Émile Augier, Louis Bouilhet, Reboul 17

I

Nous voudrions parler de quelques livres avec lesquels nous sommes en retard. Si nous choisissions nos sujets de critique, s’il nous était loisible de faire planer seulement notre examen sur les ouvrages considérables ayant réellement une importance, soit dans le bien, soit dans le mal, nous ne parlerions jamais d’une foule de productions sans portée et sans caractère. Nous ne ferions pas de l’entomologie littéraire, et nous laisserions sécher et périr les insectes. L’oubli viendrait à certaines œuvres sans que nous y missions obstacle. Nous n’épitapherions pas leur néant. Malheureusement un bulletin bibliographique ne se fait pas uniquement avec du libre arbitre et de l’intelligence ; il doit subir l’ordre ou le désordre des publications de chaque jour. Il faut qu’elles viennent comme elles peuvent s’entasser et se presser dans ce cadre étroit, kaléidoscope sans éclat et sans variété de sottises et de choses médiocres ! Il est des badauds ou des railleurs qui appellent cela donner une idée de la marche de l’esprit humain.

II

Parmi les tard venus à cette place, il en est un pour lequel le succès est partout venu vite, et qui pourrait s’appeler, comme Masséna, l’enfant chéri de la Victoire. Ce n’est pas cependant littérairement un Masséna ni rien qui y ressemble, un de ces esprits obligés à se battre en lion pour conquérir dans la littérature une place d’où l’on ne descend plus. Émile Augier est un type de talent moins combatif et plus doux. Dernièrement nommé à l’Académie, Augier est entré là comme il est entré au théâtre, comme il est entré dans la faveur de l’opinion. Il ne s’est donné que la peine d’entrer, voilà tout ! En ce moment, ne passe-t-il pas pour le premier poète comique de ce temps, — peu comique d’ailleurs ? Il est vrai que Picard et Collin d’Harleville passèrent aussi pour de grands poètes comiques, et n’ont plus aujourd’hui qu’un nom qui finira par sombrer aussi comme leurs œuvres.
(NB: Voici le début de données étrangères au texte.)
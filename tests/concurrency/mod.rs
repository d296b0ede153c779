mod two_flows_case1;
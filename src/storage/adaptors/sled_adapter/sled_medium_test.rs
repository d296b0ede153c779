use super::*;
use crate::Medium;

#[test]
fn test_unwritten_addresses_read_erased() {
    let dir = tempfile::tempdir().unwrap();
    let medium = SledMedium::open(dir.path(), 4096).expect("open");
    assert_eq!(medium.read(100, 4).unwrap(), vec![0xFF; 4]);
}

#[test]
fn test_write_then_read_partial_block() {
    let dir = tempfile::tempdir().unwrap();
    let mut medium = SledMedium::open(dir.path(), 4096).expect("open");
    medium.write(2688, 0x01).unwrap();
    medium.write(2690, 0x03).unwrap();
    assert_eq!(medium.read(2688, 4).unwrap(), vec![0x01, 0xFF, 0x03, 0xFF]);
}

#[test]
fn test_last_write_wins_and_survives_reopen() {
    let dir = tempfile::tempdir().unwrap();
    {
        let mut medium = SledMedium::open(dir.path(), 4096).expect("open");
        medium.write(7, 0x10).unwrap();
        medium.write(7, 0x20).unwrap();
        medium.flush().unwrap();
    }

    let medium = SledMedium::open(dir.path(), 4096).expect("reopen");
    assert_eq!(medium.read(7, 1).unwrap(), vec![0x20]);
}

#[test]
fn test_out_of_range_is_rejected() {
    let dir = tempfile::tempdir().unwrap();
    let mut medium = SledMedium::open(dir.path(), 64).expect("open");
    assert!(medium.write(64, 0).is_err());
    assert!(medium.read(62, 4).is_err());
}
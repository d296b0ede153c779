//! Read path and refresh path over the three tiers.
//!
//! `request` walks Cache -> DurableStore -> Producer and writes through on
//! the way back. `refresh` goes straight to the producer and writes through
//! unconditionally. The cache and store locks are each taken and released
//! inside a single tier call, so no code path ever holds both.

use std::fmt;
use std::sync::Arc;
use std::time::Instant;

use serde::Serialize;
use tracing::{debug, trace};

use super::LayoutSnapshot;
use crate::metrics::{MetricsRegistry, MetricsSnapshot, REFRESHES, REQUESTS, REQUEST_LATENCY};
use crate::time::{Clock, Timestamp};
use crate::{Cache, ChannelId, ChannelRegistry, DurableStore, HierarchyError, Producer, Result, StampedValue};

/// Tier that satisfied a request.
#[derive(Debug, Clone, Copy, PartialEq, Eq, Hash, Serialize)]
pub enum Source {
    Cache,
    Store,
    Producer,
}

impl Source {
    pub fn as_str(&self) -> &'static str {
        match self {
            Source::Cache => "cache",
            Source::Store => "store",
            Source::Producer => "producer",
        }
    }
}

impl fmt::Display for Source {
    fn fmt(
        &self,
        f: &mut fmt::Formatter<'_>,
    ) -> fmt::Result {
        f.write_str(self.as_str())
    }
}

/// Answer to a foreground request.
#[derive(Debug, Clone, Copy, PartialEq, Serialize)]
pub struct Reading {
    pub channel: ChannelId,
    pub value: f64,
    pub source: Source,
    /// When the returned value was last touched by the tier that served it
    pub timestamp: Timestamp,
}

pub struct HierarchyController {
    channels: ChannelRegistry,
    cache: Cache,
    store: DurableStore,
    producer: Box<dyn Producer>,
    metrics: MetricsRegistry,
    clock: Arc<dyn Clock>,
}

impl fmt::Debug for HierarchyController {
    fn fmt(
        &self,
        f: &mut fmt::Formatter<'_>,
    ) -> fmt::Result {
        f.debug_struct("HierarchyController")
            .field("channels", &self.channels)
            .field("cache", &self.cache)
            .field("store", &self.store)
            .finish()
    }
}

impl HierarchyController {
    pub fn new(
        channels: ChannelRegistry,
        cache: Cache,
        store: DurableStore,
        producer: Box<dyn Producer>,
        clock: Arc<dyn Clock>,
    ) -> Self {
        Self {
            channels,
            cache,
            store,
            producer,
            metrics: MetricsRegistry::new(),
            clock,
        }
    }

    pub fn channels(&self) -> &ChannelRegistry {
        &self.channels
    }

    pub fn cache(&self) -> &Cache {
        &self.cache
    }

    pub fn store(&self) -> &DurableStore {
        &self.store
    }

    /// Serves `channel` from the cheapest tier holding a fresh value.
    ///
    /// # Errors
    /// - `HierarchyError::UnknownChannel` before any tier or counter is touched
    /// - `HierarchyError::Unavailable` when every tier missed and the producer
    ///   had nothing; nothing is written in that case
    pub fn request(
        &self,
        channel: ChannelId,
    ) -> Result<Reading> {
        self.channels.get(channel)?;
        let started = Instant::now();

        self.cache.expire_if_stale(channel);
        if let Some(entry) = self.cache.get(channel) {
            self.metrics.record_cache_hit();
            return Ok(self.served(channel, entry.value, Source::Cache, entry.last_access, started));
        }

        match self.store.read_stamped(channel)? {
            Some(StampedValue { value, written_at }) if !value.is_nan() => {
                // Store lock is released before the cache is touched
                let timestamp = written_at.unwrap_or_else(|| self.clock.now());
                self.cache.put(channel, value);
                self.metrics.record_store_hit();
                return Ok(self.served(channel, value, Source::Store, timestamp, started));
            }
            Some(_) => trace!("store {channel}: NaN treated as miss"),
            None => trace!("store {channel}: miss"),
        }

        self.metrics.record_miss();
        let (value, timestamp) = self
            .produce_and_write_through(channel)
            .inspect_err(|_| REQUESTS.with_label_values(&["unavailable"]).inc())?;
        Ok(self.served(channel, value, Source::Producer, timestamp, started))
    }

    /// Pulls a fresh value from the producer into the store and the cache.
    ///
    /// Never consults the cache or store first and never moves hit counters.
    pub fn refresh(
        &self,
        channel: ChannelId,
    ) -> Result<()> {
        self.channels.get(channel)?;
        match self.produce_and_write_through(channel) {
            Ok((value, _)) => {
                REFRESHES.with_label_values(&["ok"]).inc();
                trace!("refreshed {channel} = {value}");
                Ok(())
            }
            Err(e) => {
                REFRESHES.with_label_values(&["unavailable"]).inc();
                Err(e)
            }
        }
    }

    /// Refreshes every configured channel in registry order.
    ///
    /// Returns the channels whose producer was unavailable.
    pub fn refresh_all(&self) -> Vec<ChannelId> {
        self.channels
            .ids()
            .into_iter()
            .filter(|id| match self.refresh(*id) {
                Ok(()) => false,
                Err(e) => {
                    debug!("refresh {id} skipped: {}", e);
                    true
                }
            })
            .collect()
    }

    pub fn metrics(&self) -> MetricsSnapshot {
        self.metrics.snapshot()
    }

    pub fn reset_metrics(&self) {
        self.metrics.reset();
    }

    /// Applies one TTL to both the cache and the store.
    pub fn set_ttl(
        &self,
        ttl_ms: u64,
    ) {
        self.cache.set_ttl_ms(ttl_ms);
        self.store.set_ttl_ms(ttl_ms);
        debug!("ttl set to {}ms", ttl_ms);
    }

    pub fn layout(&self) -> LayoutSnapshot {
        LayoutSnapshot::capture(self)
    }

    pub(crate) fn now(&self) -> Timestamp {
        self.clock.now()
    }

    fn produce_and_write_through(
        &self,
        channel: ChannelId,
    ) -> Result<(f64, Timestamp)> {
        let value = self
            .producer
            .read(channel)
            .ok_or(HierarchyError::Unavailable { channel })?;
        let timestamp = self.clock.now();

        let write = self.store.write(channel, value)?;
        let evicted = self.cache.put(channel, value);
        debug!(
            "write-through {channel} = {value}: slot {} recycled={} committed={} evicted={:?}",
            write.slot, write.recycled, write.committed, evicted
        );
        Ok((value, timestamp))
    }

    fn served(
        &self,
        channel: ChannelId,
        value: f64,
        source: Source,
        timestamp: Timestamp,
        started: Instant,
    ) -> Reading {
        REQUESTS.with_label_values(&[source.as_str()]).inc();
        REQUEST_LATENCY
            .with_label_values(&[source.as_str()])
            .observe(started.elapsed().as_secs_f64() * 1000.0);
        trace!("request {channel} served by {source}");
        Reading {
            channel,
            value,
            source,
            timestamp,
        }
    }
}
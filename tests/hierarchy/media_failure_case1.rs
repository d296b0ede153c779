//! Medium failures never reach the caller.
//!
//! - write failures: the request still succeeds and the cache still fills
//! - read failures: the store counts as a miss and the producer is asked

use tiercache::{ScriptedProducer, Source};

use crate::commons::{harness, TEMP};

#[test]
fn test_media_failure_case1() {
    let producer = ScriptedProducer::new().with_readings(TEMP, [Some(20.0), Some(21.0), Some(22.0)]);
    let h = harness(producer);
    let c = &h.controller;

    h.faults.fail_writes(true);
    let reading = c.request(TEMP).unwrap();
    assert_eq!((reading.value, reading.source), (20.0, Source::Producer));
    assert_eq!(c.store().shadow(TEMP).unwrap().map(|s| s.value), Some(20.0));
    h.faults.fail_writes(false);

    // Cache expires; nothing reached the medium, so the producer answers
    h.clock.advance(601);
    let reading = c.request(TEMP).unwrap();
    assert_eq!((reading.value, reading.source), (21.0, Source::Producer));

    h.faults.fail_reads(true);
    h.clock.advance(601);
    let reading = c.request(TEMP).unwrap();
    assert_eq!((reading.value, reading.source), (22.0, Source::Producer));

    h.faults.fail_reads(false);
    h.clock.advance(601);
    assert_eq!(c.request(TEMP).unwrap().source, Source::Store);

    // Producer exhausted: unavailable, still counted
    h.faults.fail_reads(true);
    h.clock.advance(601);
    assert!(c.request(TEMP).unwrap_err().is_unavailable());
    assert_eq!(c.metrics().total, 5);
}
Du reste, nous n’avons pas à juger ici l’écrivain dramatique. Il appartient à une autre plume que la nôtre. Mais l’auteur de La Ciguë et de Gabrielle ne se contente pas d’être un faiseur de comédies faciles, un Aristophane inoffensif et lâché d’une époque qui n’aime l’énergie que sous les murs de Sébastopol : il est aussi poète lyrique et élégiaque à ses heures. Il a publié un volume qu’il intitule, avec assez de fatuité : Poésies complètes 18, et dans lequel l’esprit de l’auteur et ses forces vives se sentent mieux. On en est plus près. Le théâtre est le pays des illusions ; on a celle de la perspective ; on a le magique truchement de l’acteur quand il sait bien dire ; on aie métier, les rubriques du métier, qu’on y prend si souvent pour du talent et de l’invention, car on ne sait pas assez de quels trucs et de quelles vieilles surprises connues, et faisant toujours le même effet sur l’infatigable public, se composent la plupart des œuvres qu’on y applaudit. Ce jeu de cartes biseautées se coupe toujours de la même façon, tandis que, hors la scène, il faut au moins une inspiration personnelle d’une valeur quelconque et une puissance relative de langage, pour être compté parmi les écrivains d’imagination et les poètes.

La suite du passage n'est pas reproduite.